What is it about gleefully dark human nature stories that makes you want to look away and feel shame for taking glee at them, yet you cannot?
Many years ago, near Thanksgiving, my daughter’s preschool conducted a study of Native Americans, presumably under the innocent auspices of friendly Thanksgiving dealings; full of caring and sharing between the Natives and the European intruders. One of the goals of her class was to play music at their Autumn Feast (even at a mixed, fee-based preschool, one must be PC.) To do this, children created their own instruments.
Using oatmeal tubs and paper towel rolls donated by families, the class embarked upon a craft adventure one might refer to as a “Craftivity.” Meaning, your craft is something you will later use to do something else.

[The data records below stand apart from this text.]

//! Manual networks and IP bookkeeping.

use std::collections::BTreeSet;
use std::net::Ipv4Addr;
use std::ops::RangeInclusive;

use fleet_core::net::parse_ip_ranges;
use fleet_core::{Ipv4Cidr, NetError, NetworkSpec, SubnetSpec};

/// A subnet with its reserved and static address ranges resolved.
#[derive(Debug, Clone)]
pub struct Subnet {
    pub cidr: Ipv4Cidr,
    pub gateway: Option<Ipv4Addr>,
    pub dns: Vec<Ipv4Addr>,
    reserved: Vec<RangeInclusive<u32>>,
    static_ranges: Vec<RangeInclusive<u32>>,
}

impl Subnet {
    pub fn from_spec(spec: &SubnetSpec) -> Result<Self, NetError> {
        let cidr: Ipv4Cidr = spec.range.parse()?;
        let reserved = parse_ip_ranges(&spec.reserved)?;
        let static_ranges = parse_ip_ranges(&spec.static_ips)?;
        for range in reserved.iter().chain(&static_ranges) {
            for bound in [*range.start(), *range.end()] {
                if !cidr.contains(Ipv4Addr::from(bound)) {
                    return Err(NetError::InvalidRange(format!(
                        "{} is outside subnet {}",
                        Ipv4Addr::from(bound),
                        spec.range
                    )));
                }
            }
        }
        Ok(Self {
            cidr,
            gateway: spec.gateway,
            dns: spec.dns.clone(),
            reserved,
            static_ranges,
        })
    }

    pub fn contains(&self, ip: Ipv4Addr) -> bool {
        self.cidr.contains(ip)
    }

    pub fn is_static(&self, ip: Ipv4Addr) -> bool {
        let ip = u32::from(ip);
        self.static_ranges.iter().any(|r| r.contains(&ip))
    }

    fn is_reserved(&self, ip: u32) -> bool {
        self.reserved.iter().any(|r| r.contains(&ip))
            || self.gateway.is_some_and(|g| u32::from(g) == ip)
    }

    /// Whether `ip` may be handed out dynamically.
    pub fn is_dynamic(&self, ip: Ipv4Addr) -> bool {
        let raw = u32::from(ip);
        self.cidr.hosts().contains(&raw) && !self.is_reserved(raw) && !self.is_static(ip)
    }

    /// Lowest dynamic address not in `taken`.
    pub fn first_free_dynamic(&self, taken: &BTreeSet<Ipv4Addr>) -> Option<Ipv4Addr> {
        self.cidr
            .hosts()
            .filter(|&raw| !self.is_reserved(raw))
            .map(Ipv4Addr::from)
            .find(|ip| !self.is_static(*ip) && !taken.contains(ip))
    }
}

#[derive(Debug, Clone)]
pub struct Network {
    pub name: String,
    pub subnets: Vec<Subnet>,
}

impl Network {
    pub fn from_spec(spec: &NetworkSpec) -> Result<Self, NetError> {
        let subnets = spec
            .subnets
            .iter()
            .map(Subnet::from_spec)
            .collect::<Result<Vec<_>, _>>()?;
        Ok(Self {
            name: spec.name.clone(),
            subnets,
        })
    }

    pub fn subnet_for(&self, ip: Ipv4Addr) -> Option<&Subnet> {
        self.subnets.iter().find(|s| s.contains(ip))
    }

    /// Whether `ip` lies in a static range of one of the subnets.
    pub fn is_static(&self, ip: Ipv4Addr) -> bool {
        self.subnet_for(ip).is_some_and(|s| s.is_static(ip))
    }

    pub fn is_dynamic(&self, ip: Ipv4Addr) -> bool {
        self.subnet_for(ip).is_some_and(|s| s.is_dynamic(ip))
    }

    /// Lowest free dynamic address of the first subnet with room.
    pub fn allocate_dynamic(&self, taken: &BTreeSet<Ipv4Addr>) -> Option<Ipv4Addr> {
        self.subnets.iter().find_map(|s| s.first_free_dynamic(taken))
    }
}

Never as popular as the “Crame,” combination of craft and game, it can be quite useful in a multitasking world hungry for crossover appeal.

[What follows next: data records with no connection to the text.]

//! The deployment plan — a per-request aggregate built by the parser and
//! progressively bound by the pipeline stages.

use std::collections::{BTreeMap, BTreeSet};
use std::net::Ipv4Addr;

use fleet_core::{
    CompilationSpec, InstanceState, JobNetworkSpec, PlanOptions, Properties, ReleaseSpec,
    ResourcePoolSpec,
};
use fleetgrid_state::{
    CompiledPackageRecord, DeploymentRecord, DnsRecord, InstanceRecord, ReleaseVersionRecord,
    StemcellRecord,
};
use serde::Serialize;

use crate::network::Network;
use crate::stage::BindingStage;

/// Deployment-level attributes handed to the parser.
#[derive(Debug, Clone)]
pub struct PlanAttrs {
    /// Canonical deployment name.
    pub name: String,
    pub properties: Properties,
}

#[derive(Debug, Clone)]
pub struct DeploymentPlan {
    pub name: String,
    pub record: DeploymentRecord,
    pub properties: Properties,
    pub options: PlanOptions,
    pub release_specs: Vec<ReleaseSpec>,
    pub jobs: Vec<Job>,
    pub resource_pools: BTreeMap<String, ResourcePool>,
    pub networks: BTreeMap<String, Network>,
    pub compilation: CompilationSpec,

    // Filled in by binding stages.
    pub releases: BTreeMap<String, ResolvedRelease>,
    pub obsolete_instances: Vec<InstanceRecord>,
    pub compiled_packages: BTreeMap<String, CompiledPackageRecord>,
    pub dns_records: Vec<DnsRecord>,
    completed: BTreeSet<BindingStage>,
}

impl DeploymentPlan {
    #[allow(clippy::too_many_arguments)]
    pub(crate) fn new(
        attrs: PlanAttrs,
        record: DeploymentRecord,
        options: PlanOptions,
        release_specs: Vec<ReleaseSpec>,
        jobs: Vec<Job>,
        resource_pools: BTreeMap<String, ResourcePool>,
        networks: BTreeMap<String, Network>,
        compilation: CompilationSpec,
    ) -> Self {
        Self {
            name: attrs.name,
            record,
            properties: attrs.properties,
            options,
            release_specs,
            jobs,
            resource_pools,
            networks,
            compilation,
            releases: BTreeMap::new(),
            obsolete_instances: Vec::new(),
            compiled_packages: BTreeMap::new(),
            dns_records: Vec::new(),
            completed: BTreeSet::new(),
        }
    }

    pub fn job(&self, name: &str) -> Option<&Job> {
        self.jobs.iter().find(|j| j.name == name)
    }

    pub fn instances(&self) -> impl Iterator<Item = &Instance> {
        self.jobs.iter().flat_map(|j| j.instances.iter())
    }

    pub fn is_completed(&self, stage: BindingStage) -> bool {
        self.completed.contains(&stage)
    }

    pub fn completed_stages(&self) -> impl Iterator<Item = BindingStage> + '_ {
        self.completed.iter().copied()
    }

    pub(crate) fn mark_completed(&mut self, stage: BindingStage) {
        self.completed.insert(stage);
    }

    /// Whether every instance has a pool, a stemcell, and bound templates.
    pub fn is_fully_bound(&self) -> bool {
        self.jobs.iter().all(|job| {
            job.stemcell.is_some()
                && !job.templates.is_empty()
                && job.templates.len() == job.bound_templates.len()
                && self.resource_pools.contains_key(&job.resource_pool)
                && job.instances.iter().all(|i| i.vm != VmBinding::Unbound)
        })
    }

    pub fn summary(&self) -> PlanSummary {
        PlanSummary {
            deployment: self.name.clone(),
            deployment_id: self.record.id.clone(),
            completed_stages: self.completed.iter().copied().collect(),
            instances: self
                .jobs
                .iter()
                .flat_map(|job| {
                    job.instances.iter().map(move |instance| InstanceSummary {
                        name: instance.name(),
                        resource_pool: job.resource_pool.clone(),
                        stemcell: job.stemcell.as_ref().map(StemcellRecord::table_key),
                        templates: job.bound_templates.iter().map(|t| t.name.clone()).collect(),
                        vm: instance.vm.clone(),
                        disk: instance.disk.clone(),
                        ips: instance
                            .reservations
                            .iter()
                            .map(|r| (r.network.clone(), r.ip))
                            .collect(),
                    })
                })
                .collect(),
            obsolete_instances: self
                .obsolete_instances
                .iter()
                .map(|r| format!("{}/{}", r.job, r.index))
                .collect(),
            compiled_packages: self.compiled_packages.len(),
            dns_records: self.dns_records.len(),
        }
    }
}

// ── Jobs and instances ────────────────────────────────────────────

/// A job template resolved to the release that provides it.
#[derive(Debug, Clone, PartialEq, Eq)]
pub struct JobTemplate {
    pub name: String,
    pub release: String,
}

#[derive(Debug, Clone)]
pub struct Job {
    pub name: String,
    pub templates: Vec<JobTemplate>,
    pub resource_pool: String,
    pub networks: Vec<JobNetworkSpec>,
    pub persistent_disk_mb: u64,
    pub properties: Properties,
    pub state: InstanceState,
    pub instances: Vec<Instance>,

    // Filled in by binding stages.
    pub stemcell: Option<StemcellRecord>,
    pub bound_templates: Vec<BoundTemplate>,
    pub packages: BTreeMap<String, BoundPackage>,
    pub merged_properties: Option<Properties>,
}

#[derive(Debug, Clone, PartialEq, Eq, Serialize)]
pub struct BoundTemplate {
    pub name: String,
    pub release: String,
    pub version: String,
    pub sha1: String,
}

#[derive(Debug, Clone, PartialEq, Eq, Serialize)]
pub struct BoundPackage {
    pub name: String,
    pub release: String,
    pub version: String,
    pub fingerprint: String,
    /// Fingerprints of the packages this one builds against.
    pub dependencies: Vec<String>,
}

#[derive(Debug, Clone)]
pub struct Instance {
    pub job: String,
    pub index: u32,
    /// What the fleet currently runs for this slot, if anything.
    pub existing: Option<InstanceRecord>,
    pub recreate: bool,
    pub vm: VmBinding,
    pub disk: Option<DiskBinding>,
    pub reservations: Vec<NetworkReservation>,
}

impl Instance {
    pub(crate) fn new(job: &str, index: u32) -> Self {
        Self {
            job: job.to_string(),
            index,
            existing: None,
            recreate: false,
            vm: VmBinding::Unbound,
            disk: None,
            reservations: Vec::new(),
        }
    }

    pub fn name(&self) -> String {
        format!("{}/{}", self.job, self.index)
    }

    pub fn ip_on(&self, network: &str) -> Option<Ipv4Addr> {
        self.reservations
            .iter()
            .find(|r| r.network == network)
            .map(|r| r.ip)
    }
}

#[derive(Debug, Clone, PartialEq, Eq, Serialize)]
#[serde(tag = "state", rename_all = "snake_case")]
pub enum VmBinding {
    Unbound,
    /// Keep the VM the fleet already runs.
    Existing { vm_cid: String },
    /// A VM must be created from the resource pool.
    PendingAllocation { resource_pool: String },
    /// The job is detached; no VM is kept or created.
    Detached,
}

#[derive(Debug, Clone, PartialEq, Eq, Serialize)]
pub struct DiskBinding {
    pub size_mb: u64,
    pub datastore: Option<String>,
    /// Set when an existing disk is kept.
    pub disk_cid: Option<String>,
}

#[derive(Debug, Clone, Copy, PartialEq, Eq, Serialize)]
#[serde(rename_all = "snake_case")]
pub enum ReservationKind {
    Static,
    Dynamic,
}

#[derive(Debug, Clone, PartialEq, Eq, Serialize)]
pub struct NetworkReservation {
    pub network: String,
    pub ip: Ipv4Addr,
    pub kind: ReservationKind,
}

// ── Pools and releases ────────────────────────────────────────────

#[derive(Debug, Clone)]
pub struct ResourcePool {
    pub spec: ResourcePoolSpec,
    /// Instances requested by jobs using this pool.
    pub demand: u32,
    pub stemcell: Option<StemcellRecord>,
}

impl ResourcePool {
    pub(crate) fn new(spec: ResourcePoolSpec) -> Self {
        Self {
            spec,
            demand: 0,
            stemcell: None,
        }
    }
}

/// A release version resolved against the catalog, with package
/// fingerprints computed.
#[derive(Debug, Clone)]
pub struct ResolvedRelease {
    pub record: ReleaseVersionRecord,
    /// Package name → content fingerprint.
    pub fingerprints: BTreeMap<String, String>,
}

// ── Summary ───────────────────────────────────────────────────────

/// Serializable overview of a plan, printed by the CLI.
#[derive(Debug, Clone, Serialize)]
pub struct PlanSummary {
    pub deployment: String,
    pub deployment_id: String,
    pub completed_stages: Vec<BindingStage>,
    pub instances: Vec<InstanceSummary>,
    pub obsolete_instances: Vec<String>,
    pub compiled_packages: usize,
    pub dns_records: usize,
}

#[derive(Debug, Clone, Serialize)]
pub struct InstanceSummary {
    pub name: String,
    pub resource_pool: String,
    pub stemcell: Option<String>,
    pub templates: Vec<String>,
    pub vm: VmBinding,
    pub disk: Option<DiskBinding>,
    pub ips: BTreeMap<String, Ipv4Addr>,
}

My daughter’s class drew various Native designs–scribbles of children wielding markers in an undirected manner–on construction paper. They covered the grinning Quaker man with that construction paper, as his face would detract from their drumming prowess. After a paste-on of glue-dripping, tar-pit schematics, the drum was complete.

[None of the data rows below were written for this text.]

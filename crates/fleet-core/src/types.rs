//! Plan options and desired instance states.

use std::collections::BTreeMap;
use std::fmt;
use std::str::FromStr;

use serde::{Deserialize, Serialize};

/// Per-request planning options.
///
/// Every key is optional on the wire; missing keys take their defaults.
#[derive(Debug, Clone, Default, Serialize, Deserialize, PartialEq, Eq)]
pub struct PlanOptions {
    /// Recreate every VM, even ones that could be kept.
    #[serde(default)]
    pub recreate: bool,
    /// Job name → requested state (`started`, `stopped`, ...).
    #[serde(default)]
    pub job_states: BTreeMap<String, String>,
    /// Old job name → new job name.
    #[serde(default)]
    pub job_rename: BTreeMap<String, String>,
}

/// Desired state of a job's instances.
#[derive(Debug, Clone, Copy, Default, PartialEq, Eq, Serialize, Deserialize)]
#[serde(rename_all = "snake_case")]
pub enum InstanceState {
    #[default]
    Started,
    Stopped,
    Detached,
    Restart,
    Recreate,
}

impl InstanceState {
    pub fn as_str(&self) -> &'static str {
        match self {
            InstanceState::Started => "started",
            InstanceState::Stopped => "stopped",
            InstanceState::Detached => "detached",
            InstanceState::Restart => "restart",
            InstanceState::Recreate => "recreate",
        }
    }
}

impl fmt::Display for InstanceState {
    fn fmt(&self, f: &mut fmt::Formatter<'_>) -> fmt::Result {
        f.write_str(self.as_str())
    }
}

impl FromStr for InstanceState {
    type Err = String;

    fn from_str(s: &str) -> Result<Self, Self::Err> {
        match s {
            "started" => Ok(InstanceState::Started),
            "stopped" => Ok(InstanceState::Stopped),
            "detached" => Ok(InstanceState::Detached),
            "restart" => Ok(InstanceState::Restart),
            "recreate" => Ok(InstanceState::Recreate),
            other => Err(format!("unknown instance state '{other}'")),
        }
    }
}

#[cfg(test)]
mod tests {
    use super::*;

    #[test]
    fn options_default_when_keys_missing() {
        let options: PlanOptions = serde_json::from_str("{}").unwrap();
        assert!(!options.recreate);
        assert!(options.job_states.is_empty());
        assert!(options.job_rename.is_empty());
    }

    #[test]
    fn instance_state_round_trips_through_str() {
        for state in [
            InstanceState::Started,
            InstanceState::Stopped,
            InstanceState::Detached,
            InstanceState::Restart,
            InstanceState::Recreate,
        ] {
            assert_eq!(state.as_str().parse::<InstanceState>(), Ok(state));
        }
        assert!("paused".parse::<InstanceState>().is_err());
    }
}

For the paper towel tube drumstick, no construction paper nonsense was necessary. The children colored right onto the tubes themselves; further weight to their earthy appeal. My daughter’s drumstick featured a few lengthwise blue and red streaks, interconnected and crisscrossed. A few lima beans inside, a few slapped-on feathers outside, some blue tape at either end of the tube, and the drumsticks were ready. This seemingly harmless design provided for the musical disaster which endured in comedic memory.
Parents were not invited to the classroom performance, but the director sang its praises in her newsletter, as the performance for the younger rooms was “a delight” and “a true example of the spirit of the season.”
My daughter, never one to be passive in a musical performance, must have created a few moments of panic when her drumstick broke. Fortunately, a nearby teacher swooped in with the requisite gob of blue tape to clog and reseal the end of the tube.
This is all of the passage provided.